Шон опустился на колени, уложив ее поперек своих крепких бедер. Его палец проник в ее лоно и замер там. Ее веки отяжелели от возбуждения, а его губы не отрывались от ее уст. Одними поцелуями он хотел подарить Эмерелд высшее наслаждение, почувствовать, как напрягутся, сожмутся и запульсируют ее горячие недра, охватывая и отпуская его палец.
Бедра Эмерелд бесстыдно раздвинулись, приглашая его ворваться, погрузиться, скользнуть внутрь и вынырнуть, но его палец оставался неподвижным. А тем временем его язык заставлял ее тело сгорать от желания. Наконец Шон был вознагражден, ощутив неровно бьющуюся точку в самой глубине. Ее лоно напрягалось от возбуждения. Рот приоткрылся, чтобы не упустить ни одного движения его дерзкого языка.
Восхитительная пульсация, сначала чуть заметная, постепенно становилась все более сильной в такт биению ее сердца. Шон захватил ее рот, терзая его своим языком, пока не ощутил, что она сдалась.

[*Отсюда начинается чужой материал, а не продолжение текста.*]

//! API middleware.

use std::time::{Duration, Instant};

use axum::body::Body;
use axum::http::{header, HeaderValue, Method, Request, Response};
use axum::middleware::Next;
use tower_http::cors::{Any, CorsLayer};
use tracing::{info, Span};
use uuid::Uuid;

/// Paths excluded from request logging.
const PROBE_PATHS: [&str; 4] = ["/health", "/healthz", "/ready", "/metrics"];

/// Create CORS layer.
///
/// The partials are fetched by the frontend with the user's session token,
/// so explicit origins allow credentials.
pub fn cors_layer(origins: &[String]) -> CorsLayer {
    if origins.iter().any(|o| o == "*") {
        return CorsLayer::new()
            .allow_methods([Method::GET, Method::OPTIONS])
            .allow_headers(Any)
            .allow_origin(Any)
            .max_age(Duration::from_secs(600));
    }

    let origins: Vec<HeaderValue> = origins.iter().filter_map(|o| o.parse().ok()).collect();

    CorsLayer::new()
        .allow_methods([Method::GET, Method::OPTIONS])
        .allow_headers([header::AUTHORIZATION, header::ACCEPT, header::ORIGIN])
        .expose_headers([header::CONTENT_TYPE, header::CONTENT_LENGTH])
        .allow_credentials(true)
        .allow_origin(origins)
        .max_age(Duration::from_secs(600))
}

/// Security headers middleware.
pub async fn security_headers(request: Request<Body>, next: Next) -> Response<Body> {
    let mut response = next.run(request).await;
    let headers = response.headers_mut();

    headers.insert(
        header::X_CONTENT_TYPE_OPTIONS,
        HeaderValue::from_static("nosniff"),
    );
    headers.insert(header::X_FRAME_OPTIONS, HeaderValue::from_static("DENY"));
    headers.insert(
        header::STRICT_TRANSPORT_SECURITY,
        HeaderValue::from_static("max-age=31536000; includeSubDomains"),
    );
    headers.insert(
        header::REFERRER_POLICY,
        HeaderValue::from_static("strict-origin-when-cross-origin"),
    );
    headers.insert(
        "X-Permitted-Cross-Domain-Policies",
        HeaderValue::from_static("none"),
    );

    response
}

/// Request ID middleware.
pub async fn request_id(mut request: Request<Body>, next: Next) -> Response<Body> {
    let request_id = request
        .headers()
        .get("X-Request-ID")
        .and_then(|v| v.to_str().ok())
        .map(|s| s.to_string())
        .unwrap_or_else(|| Uuid::new_v4().to_string());

    request.extensions_mut().insert(request_id.clone());
    Span::current().record("request_id", &request_id);

    let mut response = next.run(request).await;

    if let Ok(header_value) = request_id.parse() {
        response.headers_mut().insert("X-Request-ID", header_value);
    }

    response
}

/// Request logging middleware.
pub async fn request_logging(request: Request<Body>, next: Next) -> Response<Body> {
    let method = request.method().clone();
    let uri = request.uri().clone();
    let start = Instant::now();

    let response = next.run(request).await;

    let status = response.status();
    let duration = start.elapsed();

    if !PROBE_PATHS.contains(&uri.path()) {
        info!(
            method = %method,
            uri = %uri,
            status = %status,
            duration_ms = %duration.as_millis(),
            "Request completed"
        );
    }

    response
}
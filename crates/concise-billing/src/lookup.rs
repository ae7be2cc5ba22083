//! The price lookup seam and an in-memory implementation.

use std::collections::HashMap;

use async_trait::async_trait;
use concise_models::PriceId;

use crate::error::BillingResult;

/// Looks up the price id of a user's active subscription.
#[async_trait]
pub trait PriceLookup: Send + Sync {
    /// Price id of the active subscription for `email`, or `None` when the
    /// user has no active paid plan.
    async fn price_id_for_active_user(&self, email: &str) -> BillingResult<Option<PriceId>>;

    /// Whether the backing service is reachable.
    async fn health_check(&self) -> BillingResult<bool> {
        Ok(true)
    }
}

/// Fixed email-to-price map. Used for local development and tests.
#[derive(Debug, Clone, Default)]
pub struct InMemoryPriceLookup {
    prices: HashMap<String, PriceId>,
}

impl InMemoryPriceLookup {
    pub fn new() -> Self {
        Self::default()
    }

    /// Register an active subscription.
    pub fn with_price(mut self, email: impl Into<String>, price_id: impl Into<String>) -> Self {
        let email: String = email.into();
        self.prices
            .insert(normalize_email(&email), PriceId::from_string(price_id));
        self
    }
}

#[async_trait]
impl PriceLookup for InMemoryPriceLookup {
    async fn price_id_for_active_user(&self, email: &str) -> BillingResult<Option<PriceId>> {
        Ok(self.prices.get(&normalize_email(email)).cloned())
    }
}

fn normalize_email(email: &str) -> String {
    email.trim().to_lowercase()
}
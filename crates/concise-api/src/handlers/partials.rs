//! HTML partials embedded by the frontend.

use axum::extract::State;
use axum::http::StatusCode;
use axum::response::{Html, IntoResponse, Response};

use crate::auth::MaybeIdentity;
use crate::render::{render_badge, render_pricing_section, PricingContext};
use crate::state::AppState;

/// Plan badge for the signed-in user; empty `204` for anonymous visitors.
pub async fn plan_badge(
    State(state): State<AppState>,
    MaybeIdentity(identity): MaybeIdentity,
) -> Response {
    match state.resolver.resolve_or_free(identity.as_ref()).await {
        Some(resolution) => Html(render_badge(&resolution)).into_response(),
        None => StatusCode::NO_CONTENT.into_response(),
    }
}

/// Pricing section with one card per plan.
pub async fn pricing_section(
    State(state): State<AppState>,
    identity: MaybeIdentity,
) -> Html<String> {
    let ctx = PricingContext {
        upload_url: state.config.url_for("/upload"),
        sign_in_url: state.config.url_for("/sign-in"),
        signed_in: identity.is_signed_in(),
    };

    Html(render_pricing_section(&state.catalog, &ctx))
}
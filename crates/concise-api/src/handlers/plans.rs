//! JSON plan endpoints.

use axum::extract::State;
use axum::http::StatusCode;
use axum::response::{IntoResponse, Response};
use axum::Json;
use serde::Serialize;

use concise_models::PlanCatalog;

use crate::auth::MaybeIdentity;
use crate::config::RuntimeMode;
use crate::error::ApiResult;
use crate::state::AppState;

/// Current plan of the signed-in user.
///
/// `204 No Content` when nobody is signed in; billing failures surface as
/// `502 Bad Gateway`.
pub async fn get_current_plan(
    State(state): State<AppState>,
    MaybeIdentity(identity): MaybeIdentity,
) -> ApiResult<Response> {
    let resolution = state.resolver.resolve(identity.as_ref()).await?;

    Ok(match resolution {
        Some(resolution) => Json(resolution).into_response(),
        None => StatusCode::NO_CONTENT.into_response(),
    })
}

/// The full plan catalog.
pub async fn list_plans(State(state): State<AppState>) -> Json<PlanCatalog> {
    Json(state.catalog.as_ref().clone())
}

/// Public client configuration.
#[derive(Serialize)]
pub struct ClientConfigResponse {
    pub mode: RuntimeMode,
    pub origin_url: String,
}

/// Runtime mode and frontend origin.
pub async fn get_client_config(State(state): State<AppState>) -> Json<ClientConfigResponse> {
    Json(ClientConfigResponse {
        mode: state.config.mode,
        origin_url: state.config.origin_url().to_string(),
    })
}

Спазмы Эмерелд стиснули его палец. Ее оргазм был ошеломляюще сильным. Он поглотил губами ее крик. Эмерелд казалось, что она теряет сознание от наслаждения.
Шон был так доволен ее щедрым ответом, что ему захотелось вознаградить ее. Он освободил палец и всей ладонью прикрыл ее влажные створки. Потом начал ласкать их, сжимать и чуть надавливать, пока ее чувственные содрогания не успокоились.
Неожиданно в воздухе раздался сухой щелчок. Эмерелд вздрогнула и открыла глаза.
- Что это было? - воскликнула она.
- Выстрел из ружья. - Шон уже вскочил на ноги и направлялся к двери. Это мой отец.
- Твой отец? - недоверчиво переспросила Эмерелд. Шон вышел из комнаты, не вдаваясь в дальнейшие объяснения.
Эмерелд села, пораженная открытием. Она не видела следов пребывания Шеймуса О'Тула в Грейстоунсе и считала, что отец Шона мертв, как и вся его семья. Ее пальцы пытались распутать влажные платье и рубашку. Она накинула на себя мокрую одежду и пошла следом за Шоном.
Эмерелд выбежала па улицу, и голоса мужчин привели ее к морю. Группа людей собралась на мостках, ведущих к гавани. Она остановилась, не решаясь идти дальше, пока вдруг не узнала фигуру своего брата Джонни. Страх сдавил ей горло, когда мужчины помогли ему подняться, и Эмерелд поняла, что стреляли именно в него.
Глава 18
Эмерелд подхватила край своей вымокшей под дождем юбки и с голыми ногами отважно пустилась бежать, преодолевая расстояние, отделявшее ее от брата.
- Джонни, Джонни, с тобой все в порядке?
Хотя он смертельно побледнел и выглядел потрясенным, его голос прозвучал достаточно спокойно:
- Я отлично себя чувствую, Эмерелд.
Она обняла брата, всхлипывая от облегчения.
Английская команда, приплывшая с Джоном на "Ласточке", разглядывала ирландских матросов, которыми командовали Фитцжеральды. И те и другие отличались взрывными характерами, того и гляди могла начаться потасовка.
Шон коротко отдал приказ:
- Никаких драк. Отправляйтесь на свои корабли.
Англичане, с опаской поглядывая на привратную башню, подчинились командному голосу.
- Кто-то пытался убить тебя! - Эмерелд трясла брата, ошеломленная случившимся.
- Эм, если бы Шеймус О'Тул захотел меня пристрелить, я бы уже был трупом.